A general term for a surgery that allows doctors to access a patient’s lungs, heart, aorta, trachea or diaphragm is “Thoracotomy”. It involves making an incision 4–10 inches long on either side of the chest. Extensive procedures, such as EPP and P/D, require a thoracotomy. The first step in several asbestos-related lung cancer surgeries is also a thoracotomy. These surgeries include pneumonectomy, lobectomy, wedge resection, and segmentectomy.
Unfortunately, up to 25 percent of mesothelioma patients cleared for surgery are found to be inoperable after a thoracotomy is performed. Doctors try to predict this with the latest advances in imaging technology and other diagnostic techniques, however, surgeons cannot determine whether a planned tumor-removing surgery is actually possible until they look inside the patient.

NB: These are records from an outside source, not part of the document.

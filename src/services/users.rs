use sqlx::PgPool;
use tracing::info;
use uuid::Uuid;

use super::{access, groups, is_unique_violation, validation, ServiceError};
use crate::auth::{self, password, Claims};
use crate::database::models::{Location, Role, User};

const USER_COLUMNS: &str =
    "id, name, email, password_hash, role, province, district, sector, created_at";

pub struct NewUser {
    pub name: String,
    pub email: String,
    pub password: String,
    pub role: Option<Role>,
    pub location: Location,
}

pub struct UserService {
    pool: PgPool,
}

impl UserService {
    pub fn new(pool: PgPool) -> Self {
        Self { pool }
    }

    /// Self-service registration. Always creates a citizen; elevated roles
    /// are provisioned through `bootstrap` or `promote`, never through the
    /// public endpoint. The new citizen is auto-enrolled into every group
    /// matching their location.
    pub async fn register(&self, new_user: NewUser) -> Result<(User, String), ServiceError> {
        validation::validate_name(&new_user.name).map_err(ServiceError::Validation)?;
        validation::validate_email(&new_user.email).map_err(ServiceError::Validation)?;
        validation::validate_password(&new_user.password).map_err(ServiceError::Validation)?;

        if matches!(new_user.role, Some(role) if role != Role::Citizen) {
            return Err(ServiceError::Forbidden(
                "Elevated roles are provisioned by an administrator".to_string(),
            ));
        }

        let password_hash = password::hash_password(&new_user.password)?;

        let mut tx = self.pool.begin().await?;

        let user: User = sqlx::query_as(&format!(
            "INSERT INTO users (name, email, password_hash, role, province, district, sector) \
             VALUES ($1, $2, $3, 'citizen', $4, $5, $6) RETURNING {USER_COLUMNS}"
        ))
        .bind(new_user.name.trim())
        .bind(new_user.email.to_lowercase())
        .bind(&password_hash)
        .bind(&new_user.location.province)
        .bind(&new_user.location.district)
        .bind(&new_user.location.sector)
        .fetch_one(&mut *tx)
        .await
        .map_err(|e| {
            if is_unique_violation(&e) {
                ServiceError::Conflict("An account with this email already exists".to_string())
            } else {
                ServiceError::Database(e)
            }
        })?;

        let enrolled = groups::auto_enroll(&mut tx, &user).await?;
        tx.commit().await?;

        info!("Registered citizen {} ({} groups auto-joined)", user.id, enrolled);

        let token = auth::generate_token(&Claims::new(user.id))?;
        Ok((user, token))
    }

    /// Credential login. The same generic 401 covers missing input, unknown
    /// email and mismatched password so accounts cannot be enumerated.
    pub async fn login(&self, email: &str, password: &str) -> Result<(User, String), ServiceError> {
        let generic =
            || ServiceError::Unauthorized("Incorrect email or password".to_string());

        if email.is_empty() || password.is_empty() {
            return Err(generic());
        }

        let user: Option<User> =
            sqlx::query_as(&format!("SELECT {USER_COLUMNS} FROM users WHERE email = $1"))
                .bind(email.to_lowercase())
                .fetch_optional(&self.pool)
                .await?;

        let user = user.ok_or_else(generic)?;

        if !password::verify_password(password, &user.password_hash) {
            return Err(generic());
        }

        let token = auth::generate_token(&Claims::new(user.id))?;
        Ok((user, token))
    }

    pub async fn find_by_id(&self, id: Uuid) -> Result<User, ServiceError> {
        let user: Option<User> =
            sqlx::query_as(&format!("SELECT {USER_COLUMNS} FROM users WHERE id = $1"))
                .bind(id)
                .fetch_optional(&self.pool)
                .await?;
        user.ok_or_else(|| ServiceError::NotFound("User not found".to_string()))
    }

    /// Role/location mutation. The actor must outrank both the target's
    /// current role and the requested one.
    pub async fn promote(
        &self,
        actor: &User,
        target_id: Uuid,
        new_role: Role,
        new_location: Option<Location>,
    ) -> Result<User, ServiceError> {
        let target = self.find_by_id(target_id).await?;

        if !access::can_change_role(actor, target.role, new_role) {
            return Err(ServiceError::Forbidden(
                "Changing this role requires a higher-ranked administrator".to_string(),
            ));
        }

        let location = new_location.unwrap_or(target.location);
        let user: User = sqlx::query_as(&format!(
            "UPDATE users SET role = $2, province = $3, district = $4, sector = $5 \
             WHERE id = $1 RETURNING {USER_COLUMNS}"
        ))
        .bind(target.id)
        .bind(new_role)
        .bind(&location.province)
        .bind(&location.district)
        .bind(&location.sector)
        .fetch_one(&self.pool)
        .await?;

        info!("{} set role of {} to {}", actor.id, user.id, new_role);
        Ok(user)
    }

    /// Seed the very first account as a super admin. A single conditional
    /// insert keeps two concurrent bootstraps from both observing an empty
    /// table.
    pub async fn bootstrap_super_admin(
        &self,
        name: &str,
        email: &str,
        password: &str,
        location: Location,
    ) -> Result<User, ServiceError> {
        validation::validate_name(name).map_err(ServiceError::Validation)?;
        validation::validate_email(email).map_err(ServiceError::Validation)?;
        validation::validate_password(password).map_err(ServiceError::Validation)?;

        let password_hash = password::hash_password(password)?;

        let user: Option<User> = sqlx::query_as(&format!(
            "INSERT INTO users (name, email, password_hash, role, province, district, sector) \
             SELECT $1, $2, $3, 'super_admin', $4, $5, $6 \
             WHERE NOT EXISTS (SELECT 1 FROM users) RETURNING {USER_COLUMNS}"
        ))
        .bind(name.trim())
        .bind(email.to_lowercase())
        .bind(&password_hash)
        .bind(&location.province)
        .bind(&location.district)
        .bind(&location.sector)
        .fetch_optional(&self.pool)
        .await?;

        user.ok_or_else(|| {
            ServiceError::Conflict(
                "Bootstrap is only available on an empty system; users already exist".to_string(),
            )
        })
    }
}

In cases where cancer has spread too far for surgery to help, the surgeons will pinpoint the stage of cancer. This can guide the patient’s overall treatment plan. If the cancer is localized, however, the surgeons will proceed with the tumor removal.
Pneumonectomy involves removing a lung. A patient may qualify for this surgery if cancer hasn’t spread beyond one lung. Most surgeons perform more extensive EPP (Extrapleural pneumonectomy) surgery rather than just a pneumonectomy.
Extrapleural pneumonectomy (EPP)
This is an aggressive surgery that removes an entire lung, the lining around it, nearby lymph nodes and parts of the pericardium and diaphragm. Hypothetical, it offers the best chance to remove all cancer cells, but it also permanently reduces the patient’s stamina.
This procedure was developed to be a less aggressive alternative to removing a lung. Surgeons remove the pleural lining around the lungs and all visible tumors rather than the entire lung. They scrape the affected lung rather than remove it.
The average hospital stay after a thoracotomy is five to ten days. These surgeries irritate nerve endings near the incision, so the patient will likely experience pain, numbness or burning below their breast and at the front of their rib cage.
Drainage from the incision of clear or pink fluid is normal. You should clean your incision in the shower, washing gently with warm water and mild soap. Avoid submerging the incision in a bathtub or spa for three weeks. Avoid heavy lifting and other strenuous activities for eight weeks. These could put stress on your incision and delay recovery. You can perform breathing exercises and walk every day to improve your strength, circulation and lung capacity.